Table 1. Candidate approaches to endotype individual patients with sepsis.
| Approach | Examples |
|---|---|
| Current phenotyping | |
| Demographic | Gender/sex-related differences; racial/ethnic group differences |
| Clinical/laboratory | |
| Source/type of infection | Pneumonia vs. urinary; Gram positive vs.
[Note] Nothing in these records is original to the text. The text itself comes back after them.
use serde::{Deserialize, Serialize};
use std::path::{Path, PathBuf};
use std::time::Duration;
use anyhow::{Context, Result};

/// Application configuration
#[derive(Debug, Clone, Deserialize, Serialize)]
pub struct AppConfig {
    #[serde(default)]
    pub server: ServerConfig,
    pub google: GoogleConfig,
}

/// Server configuration
#[derive(Debug, Clone, Deserialize, Serialize)]
pub struct ServerConfig {
    #[serde(default = "default_port")]
    pub port: u16,
    #[serde(default = "default_host")]
    pub host: String,
    #[serde(default = "default_log_level")]
    pub log_level: String,
    #[serde(default)]
    pub timeouts: TimeoutConfig,
}

impl Default for ServerConfig {
    fn default() -> Self {
        Self {
            port: default_port(),
            host: default_host(),
            log_level: default_log_level(),
            timeouts: TimeoutConfig::default(),
        }
    }
}

fn default_port() -> u16 {
    3000
}

fn default_host() -> String {
    "127.0.0.1".to_string()
}

fn default_log_level() -> String {
    "info".to_string()
}

/// Timeout configuration for outbound calls to Google
#[derive(Debug, Clone, Deserialize, Serialize)]
pub struct TimeoutConfig {
    #[serde(default = "default_api_timeout")]
    pub api_timeout_ms: u64,
    #[serde(default = "default_connect_timeout")]
    pub connect_timeout_ms: u64,
}

impl Default for TimeoutConfig {
    fn default() -> Self {
        Self {
            api_timeout_ms: default_api_timeout(),
            connect_timeout_ms: default_connect_timeout(),
        }
    }
}

impl TimeoutConfig {
    pub fn api_timeout(&self) -> Duration {
        Duration::from_millis(self.api_timeout_ms)
    }

    pub fn connect_timeout(&self) -> Duration {
        Duration::from_millis(self.connect_timeout_ms)
    }
}

fn default_api_timeout() -> u64 {
    600_000 // 10 minutes
}

fn default_connect_timeout() -> u64 {
    10_000 // 10 seconds
}

/// Google OAuth client and API endpoints
#[derive(Debug, Clone, Deserialize, Serialize)]
pub struct GoogleConfig {
    pub client_id: String,
    pub client_secret: String,
    pub redirect_uri: String,
    #[serde(default = "default_auth_url")]
    pub auth_url: String,
    #[serde(default = "default_token_url")]
    pub token_url: String,
    /// Base URL of the Photos Library API, without trailing slash
    #[serde(default = "default_photos_api_url")]
    pub photos_api_url: String,
    #[serde(default = "default_scopes")]
    pub scopes: Vec<String>,
}

impl GoogleConfig {
    /// Configuration for the given OAuth client, using Google's public endpoints
    pub fn new(
        client_id: impl Into<String>,
        client_secret: impl Into<String>,
        redirect_uri: impl Into<String>,
    ) -> Self {
        Self {
            client_id: client_id.into(),
            client_secret: client_secret.into(),
            redirect_uri: redirect_uri.into(),
            auth_url: default_auth_url(),
            token_url: default_token_url(),
            photos_api_url: default_photos_api_url(),
            scopes: default_scopes(),
        }
    }
}

fn default_auth_url() -> String {
    "https://accounts.google.com/o/oauth2/v2/auth".to_string()
}

fn default_token_url() -> String {
    "https://oauth2.googleapis.com/token".to_string()
}

fn default_photos_api_url() -> String {
    "https://photoslibrary.googleapis.com/v1".to_string()
}

fn default_scopes() -> Vec<String> {
    vec!["https://www.googleapis.com/auth/photoslibrary.readonly".to_string()]
}

impl AppConfig {
    /// Get default config file path
    /// Returns ~/.photo-magic/config.toml (cross-platform)
    pub fn default_path() -> Result<PathBuf> {
        let home = dirs::home_dir()
            .context("Failed to get home directory")?;
        Ok(home.join(".photo-magic").join("config.toml"))
    }

    /// Load configuration from a TOML file
    pub fn from_file(path: &Path) -> Result<Self> {
        // Check if file exists, if not create a default one
        if !path.exists() {
            Self::create_default_config(path)?;
        }

        let content = std::fs::read_to_string(path)
            .with_context(|| format!("Failed to read config file: {}", path.display()))?;

        Self::from_toml_str(&content)
            .with_context(|| format!("Failed to load config file: {}", path.display()))
    }

    /// Parse configuration from TOML text and resolve `$VAR` references
    pub fn from_toml_str(content: &str) -> Result<Self> {
        let mut config: AppConfig = toml::from_str(content)
            .context("Failed to parse config")?;

        config.resolve_env_vars()?;

        Ok(config)
    }

    /// Address the server binds to
    pub fn listen_addr(&self) -> String {
        format!("{}:{}", self.server.host, self.server.port)
    }

    fn create_default_config(path: &Path) -> Result<()> {
        if let Some(parent) = path.parent() {
            std::fs::create_dir_all(parent)
                .with_context(|| format!("Failed to create config directory: {}", parent.display()))?;
        }

        std::fs::write(path, Self::default_config_content())
            .with_context(|| format!("Failed to write default config file: {}", path.display()))?;

        eprintln!("Created default config file at: {}", path.display());
        eprintln!("Set GOOGLE_CLIENT_ID, GOOGLE_CLIENT_SECRET and GOOGLE_REDIRECT_URI (or a .env file) before starting.");

        Ok(())
    }

    /// Generate default configuration content as TOML string
    fn default_config_content() -> String {
        r#"# Photo Magic Configuration
#
# Values starting with '$' are read from the environment (a .env file in the
# working directory is loaded first).

[server]
host = "127.0.0.1"
port = 3000
log_level = "info"

[server.timeouts]
api_timeout_ms = 600000      # 10 minutes
connect_timeout_ms = 10000   # 10 seconds

[google]
client_id = "$GOOGLE_CLIENT_ID"
client_secret = "$GOOGLE_CLIENT_SECRET"
redirect_uri = "$GOOGLE_REDIRECT_URI"

# Optional endpoint overrides
# auth_url = "https://accounts.google.com/o/oauth2/v2/auth"
# token_url = "https://oauth2.googleapis.com/token"
# photos_api_url = "https://photoslibrary.googleapis.com/v1"
# scopes = ["https://www.googleapis.com/auth/photoslibrary.readonly"]
"#.to_string()
    }

    /// Resolve environment variables in configuration
    fn resolve_env_vars(&mut self) -> Result<()> {
        let google = &mut self.google;
        for (field, value) in [
            ("google.client_id", &mut google.client_id),
            ("google.client_secret", &mut google.client_secret),
            ("google.redirect_uri", &mut google.redirect_uri),
            ("google.auth_url", &mut google.auth_url),
            ("google.token_url", &mut google.token_url),
            ("google.photos_api_url", &mut google.photos_api_url),
        ] {
            if let Some(env_var) = value.strip_prefix('$') {
                match std::env::var(env_var) {
                    Ok(resolved) => *value = resolved,
                    Err(_) => anyhow::bail!("Environment variable {} not found for {}", env_var, field),
                }
            }
        }

        Ok(())
    }
}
Gram negative bacteria |
| Critical care scoring systems | APACHE |
| Organ dysfunction | Type, number, severity, SOFA, MODS |
| Individual physiologic parameters | Oxygenation: “mild” vs. “severe” ARDS |
| Complex physiologic signatures | Vitals, hemodynamics, gas-exchange, metabolomics |
| Future endotyping | |
| Genetic predisposition/risk | |
| Genomics | Single-nucleotide polymorphisms (SNPs); haplotypes; short tandem repeats/microsatellites; copy number variations (CNVs); mitochondrial DNA (mtDNA) |
| Epigenomics | DNA methylation, Histone modification, microRNAs |
| Pathobiology | |
| Genome-wide expression | Expression quantitative trait loci (eQTLs); transcriptomics (microarrays, RNA-Seq); proteomics |
| Metabolomics | Complete set of metabolites in a biofluid, cell, or tissue |
| Biomarkers | Procalcitonin; presepsin (soluble CD14); CD64; soluble urokinase-type plasminogen activator receptor (suPAR); soluble triggering receptor expressed on myeloid cells (sTREM-1) |
| Bioassays | Effects of patient-specific plasma on isolated human target organ tissues/cells [e.g., microvascular endothelial cells (MVEC)] in vitro |
| Microbiome | Skin, oropharyngeal, lung lavage, stool |
| Imaging | Microscopic microvascular perfusion; cellular injury, metabolism, or tracking; biomolecule expression or tracking |
APACHE, Acute Physiology and Chronic Health Evaluation; SOFA, Sequential Organ Failure Assessment; MODS, Multiple Organ Dysfunction Score; ARDS, acute respiratory distress syndrome.